Unhappiness, a Christmas story

 




I've been feeling pretty down lately, worse than I have in a while. I couldn't shrug it off, couldn't put my finger on what the actual issue was... but something has been feeling wrong. Maybe just the holiday blues? Maybe I'm (definitely) feeling insecure? Maybe I should put this drink down...?

I've spent some time thinking of possible reasons... and for a girl with a good imagination that's probably not a great idea. Each option has become increasingly wilder and more plausible. Overthinking is the enemy.

And then today one little conversation made me realise what the issue is.

Doing nothing makes me unhappy!

To the core. By nature I'm a busy person. Don't get me wrong, I like the unusual chance of getting a lie in... but that's just it! I enjoy a lie in because it's unusual. If I stayed in bed every day until 10 followed by a day on the couch I think I'd go insane.

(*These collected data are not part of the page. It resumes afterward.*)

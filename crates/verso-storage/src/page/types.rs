//! Page kinds.

use serde::{Deserialize, Serialize};
use std::fmt;

/// Kinds of key/value pages in VersoDB.
///
/// Fragments of the same logical page always share a kind; the kind also
/// selects the transaction-log partition a page container spills into.
#[derive(Debug, Clone, Copy, PartialEq, Eq, Hash, Serialize, Deserialize)]
#[repr(u8)]
pub enum PageKind {
    /// Record page (stores user records).
    Records = 1,
    /// Path summary page.
    Path = 2,
    /// Name/dictionary page.
    Name = 3,
    /// Secondary-index page.
    Index = 4,
}

impl PageKind {
    /// Creates a PageKind from a raw byte value.
    #[inline]
    pub const fn from_u8(value: u8) -> Option<Self> {
        match value {
            1 => Some(Self::Records),
            2 => Some(Self::Path),
            3 => Some(Self::Name),
            4 => Some(Self::Index),
            _ => None,
        }
    }

    /// Returns the raw byte value.
    #[inline]
    pub const fn as_u8(self) -> u8 {
        self as u8
    }

    /// Returns the transaction-log partition name for this kind.
    pub const fn log_type(self) -> &'static str {
        match self {
            Self::Records => "records",
            Self::Path => "path",
            Self::Name => "name",
            Self::Index => "index",
        }
    }
}

impl fmt::Display for PageKind {
    fn fmt(&self, f: &mut fmt::Formatter<'_>) -> fmt::Result {
        match self {
            Self::Records => write!(f, "Records"),
            Self::Path => write!(f, "Path"),
            Self::Name => write!(f, "Name"),
            Self::Index => write!(f, "Index"),
        }
    }
}

#[cfg(test)]
mod tests {
    use super::*;

    #[test]
    fn test_roundtrip() {
        for kind in [
            PageKind::Records,
            PageKind::Path,
            PageKind::Name,
            PageKind::Index,
        ] {
            assert_eq!(PageKind::from_u8(kind.as_u8()), Some(kind));
        }
        assert_eq!(PageKind::from_u8(0), None);
        assert_eq!(PageKind::from_u8(9), None);
    }

    #[test]
    fn test_log_type() {
        assert_eq!(PageKind::Records.log_type(), "records");
        assert_eq!(PageKind::Path.log_type(), "path");
        assert_eq!(PageKind::Name.log_type(), "name");
        assert_eq!(PageKind::Index.log_type(), "index");
    }
}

My mind needs structure and organisation... which is sorta considered odd for a creative person. But I thrive in structure (I mean, as a teen I applied to join the Royal Air Force...).

The holidays though... they make me feel obliged to spend time together doing nothing... And don't get me wrong, I love my family and friends... but being bored makes me unhappy. And doing nothing makes me bored. I may have to pull out another board game...

So this afternoon I decided to just fix the issue. I set aside some "me" time to sort out my life. I cleared up my dumping ground of a house, which I've been treating a bit like a hotel lately, literally just coming in to sleep and leaving again in the morning...

I put up some pictures in my home office (game room), because I hate jobs being put off for another time, it's not the type of person I want to be.

And I spent some time alone thinking about my priorities. I had a little cry, because life isn't always easy, but then nothing worthwhile is.




Sarah - the novel in progress - some of today's progress...

I miss her. Like a punch to the gut, her absence hits me hard and brings bile to my mouth. I am bile, a vile acrid substance that is best kept behind closed doors. An insidious mess with dark thoughts and a fucked up brain.

Give me a pill
                  Give me a pill
                                   Give me a pill
                                                    Give me a pill

To numb the pain.

Because I'm too vain to get over rejection. Because my heart hurts in ways that can't be normal. Because if life is two options:

                                         Open for love and the possibility of getting hurt
or

closed and alone with my bag of tricks...

                                                     Give me a pill.

Because I'd always choose her, despite myself, despite my fear, despite my wavering, despite my failings... I'd choose one small second of having her face pressed to mine as her breath warms my cold nose.